* Record excerpts *
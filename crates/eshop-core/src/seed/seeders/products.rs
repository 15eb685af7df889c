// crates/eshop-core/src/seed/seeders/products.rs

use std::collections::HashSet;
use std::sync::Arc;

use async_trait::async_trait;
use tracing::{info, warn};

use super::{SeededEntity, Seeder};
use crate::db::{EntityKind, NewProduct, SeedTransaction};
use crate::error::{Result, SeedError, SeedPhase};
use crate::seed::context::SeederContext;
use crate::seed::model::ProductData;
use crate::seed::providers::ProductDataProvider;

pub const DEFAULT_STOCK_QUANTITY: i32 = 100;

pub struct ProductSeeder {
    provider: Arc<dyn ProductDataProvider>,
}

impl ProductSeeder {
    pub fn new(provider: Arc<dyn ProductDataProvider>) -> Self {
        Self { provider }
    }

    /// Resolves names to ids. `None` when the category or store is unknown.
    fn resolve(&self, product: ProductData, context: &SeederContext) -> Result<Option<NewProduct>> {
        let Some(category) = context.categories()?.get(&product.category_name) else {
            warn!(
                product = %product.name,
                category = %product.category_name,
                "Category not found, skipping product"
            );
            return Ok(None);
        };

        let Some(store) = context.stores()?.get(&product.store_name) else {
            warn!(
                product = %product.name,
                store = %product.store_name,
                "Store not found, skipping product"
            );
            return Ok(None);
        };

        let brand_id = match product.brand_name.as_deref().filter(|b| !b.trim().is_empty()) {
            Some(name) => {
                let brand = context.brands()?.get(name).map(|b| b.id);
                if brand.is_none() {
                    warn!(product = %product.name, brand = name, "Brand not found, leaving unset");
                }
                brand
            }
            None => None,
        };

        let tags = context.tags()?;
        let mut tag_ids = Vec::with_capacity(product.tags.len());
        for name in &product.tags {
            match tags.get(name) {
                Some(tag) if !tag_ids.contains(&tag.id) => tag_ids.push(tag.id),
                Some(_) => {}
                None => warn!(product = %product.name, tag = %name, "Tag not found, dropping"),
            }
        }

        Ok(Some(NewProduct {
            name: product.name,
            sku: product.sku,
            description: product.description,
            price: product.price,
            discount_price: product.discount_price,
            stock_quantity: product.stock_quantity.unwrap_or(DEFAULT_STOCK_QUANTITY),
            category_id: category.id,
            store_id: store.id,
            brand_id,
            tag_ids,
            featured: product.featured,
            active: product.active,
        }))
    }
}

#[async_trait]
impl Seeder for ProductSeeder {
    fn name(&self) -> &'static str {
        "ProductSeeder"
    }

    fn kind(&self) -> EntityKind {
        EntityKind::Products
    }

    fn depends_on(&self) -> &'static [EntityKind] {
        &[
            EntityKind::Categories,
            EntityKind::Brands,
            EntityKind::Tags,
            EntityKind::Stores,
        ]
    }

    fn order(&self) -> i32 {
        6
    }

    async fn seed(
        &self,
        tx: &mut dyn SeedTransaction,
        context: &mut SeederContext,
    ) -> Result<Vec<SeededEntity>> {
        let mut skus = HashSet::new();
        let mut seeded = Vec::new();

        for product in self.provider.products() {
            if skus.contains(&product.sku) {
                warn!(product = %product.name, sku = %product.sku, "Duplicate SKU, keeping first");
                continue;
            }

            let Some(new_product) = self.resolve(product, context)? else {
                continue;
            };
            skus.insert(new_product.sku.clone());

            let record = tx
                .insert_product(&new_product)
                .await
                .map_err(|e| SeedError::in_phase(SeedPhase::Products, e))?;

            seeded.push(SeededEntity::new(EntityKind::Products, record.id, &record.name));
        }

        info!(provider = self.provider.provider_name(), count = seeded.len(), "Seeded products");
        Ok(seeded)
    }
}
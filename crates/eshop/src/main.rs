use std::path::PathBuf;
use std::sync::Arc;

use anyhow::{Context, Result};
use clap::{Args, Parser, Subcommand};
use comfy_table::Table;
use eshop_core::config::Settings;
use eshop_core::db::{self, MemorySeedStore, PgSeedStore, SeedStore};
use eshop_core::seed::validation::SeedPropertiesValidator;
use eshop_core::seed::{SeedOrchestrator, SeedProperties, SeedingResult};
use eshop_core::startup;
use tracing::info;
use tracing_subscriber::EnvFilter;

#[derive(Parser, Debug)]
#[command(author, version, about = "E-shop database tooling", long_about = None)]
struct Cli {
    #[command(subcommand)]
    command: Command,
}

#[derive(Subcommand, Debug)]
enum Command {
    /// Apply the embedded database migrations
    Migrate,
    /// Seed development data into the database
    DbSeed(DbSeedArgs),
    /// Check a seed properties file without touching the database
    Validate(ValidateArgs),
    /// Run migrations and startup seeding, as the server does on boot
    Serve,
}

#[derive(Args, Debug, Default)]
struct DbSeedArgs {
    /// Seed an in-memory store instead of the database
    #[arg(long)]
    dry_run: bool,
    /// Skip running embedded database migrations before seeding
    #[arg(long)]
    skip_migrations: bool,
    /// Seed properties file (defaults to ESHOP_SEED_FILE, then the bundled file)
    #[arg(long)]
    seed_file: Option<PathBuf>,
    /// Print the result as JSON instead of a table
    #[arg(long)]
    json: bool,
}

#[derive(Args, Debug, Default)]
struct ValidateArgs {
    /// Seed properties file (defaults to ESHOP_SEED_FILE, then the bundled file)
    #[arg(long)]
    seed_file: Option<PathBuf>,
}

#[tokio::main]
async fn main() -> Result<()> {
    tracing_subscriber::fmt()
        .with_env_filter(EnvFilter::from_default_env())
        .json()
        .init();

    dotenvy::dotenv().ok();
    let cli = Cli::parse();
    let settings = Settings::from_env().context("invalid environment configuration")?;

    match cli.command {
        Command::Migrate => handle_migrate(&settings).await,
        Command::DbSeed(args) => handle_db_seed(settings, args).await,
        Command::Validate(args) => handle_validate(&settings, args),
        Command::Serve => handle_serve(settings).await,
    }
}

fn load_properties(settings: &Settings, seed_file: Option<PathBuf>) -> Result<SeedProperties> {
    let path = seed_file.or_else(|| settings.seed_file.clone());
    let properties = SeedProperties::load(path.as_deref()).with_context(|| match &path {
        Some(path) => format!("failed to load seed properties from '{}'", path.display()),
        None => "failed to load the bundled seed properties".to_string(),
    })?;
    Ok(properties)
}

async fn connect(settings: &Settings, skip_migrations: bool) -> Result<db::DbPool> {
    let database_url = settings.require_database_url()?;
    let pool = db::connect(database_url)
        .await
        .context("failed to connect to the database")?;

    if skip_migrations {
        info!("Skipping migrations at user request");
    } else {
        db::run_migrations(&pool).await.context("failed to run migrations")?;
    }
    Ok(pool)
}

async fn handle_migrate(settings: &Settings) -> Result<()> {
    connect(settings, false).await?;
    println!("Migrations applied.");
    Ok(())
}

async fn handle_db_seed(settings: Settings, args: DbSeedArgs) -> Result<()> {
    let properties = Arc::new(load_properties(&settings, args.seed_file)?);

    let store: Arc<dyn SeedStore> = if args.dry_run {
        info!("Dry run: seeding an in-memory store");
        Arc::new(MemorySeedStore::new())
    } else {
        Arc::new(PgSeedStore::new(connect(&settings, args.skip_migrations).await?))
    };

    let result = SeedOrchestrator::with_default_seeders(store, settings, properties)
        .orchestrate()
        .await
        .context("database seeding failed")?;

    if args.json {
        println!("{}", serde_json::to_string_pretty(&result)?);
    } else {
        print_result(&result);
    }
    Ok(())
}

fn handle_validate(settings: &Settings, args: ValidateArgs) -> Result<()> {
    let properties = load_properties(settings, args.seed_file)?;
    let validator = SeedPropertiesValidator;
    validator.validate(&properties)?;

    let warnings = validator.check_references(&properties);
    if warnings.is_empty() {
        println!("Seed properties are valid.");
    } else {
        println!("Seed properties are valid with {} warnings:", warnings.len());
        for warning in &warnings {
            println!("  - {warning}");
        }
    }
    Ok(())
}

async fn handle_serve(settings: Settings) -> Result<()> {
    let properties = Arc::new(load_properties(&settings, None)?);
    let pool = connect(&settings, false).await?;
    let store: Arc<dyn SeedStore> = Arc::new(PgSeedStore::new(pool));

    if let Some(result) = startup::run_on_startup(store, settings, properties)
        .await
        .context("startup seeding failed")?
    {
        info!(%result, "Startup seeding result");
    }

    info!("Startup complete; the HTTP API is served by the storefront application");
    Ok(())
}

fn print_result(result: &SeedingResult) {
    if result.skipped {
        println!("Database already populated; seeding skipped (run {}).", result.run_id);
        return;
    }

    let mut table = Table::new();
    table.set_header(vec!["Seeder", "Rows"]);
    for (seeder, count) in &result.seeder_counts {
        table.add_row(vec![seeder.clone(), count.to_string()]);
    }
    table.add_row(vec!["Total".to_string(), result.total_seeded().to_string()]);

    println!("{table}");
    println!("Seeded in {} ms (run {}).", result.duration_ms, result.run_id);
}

* Exercise objective *
Scan the material for lines with the word "connect". Reply with how many there are, number only.

* Task result *
6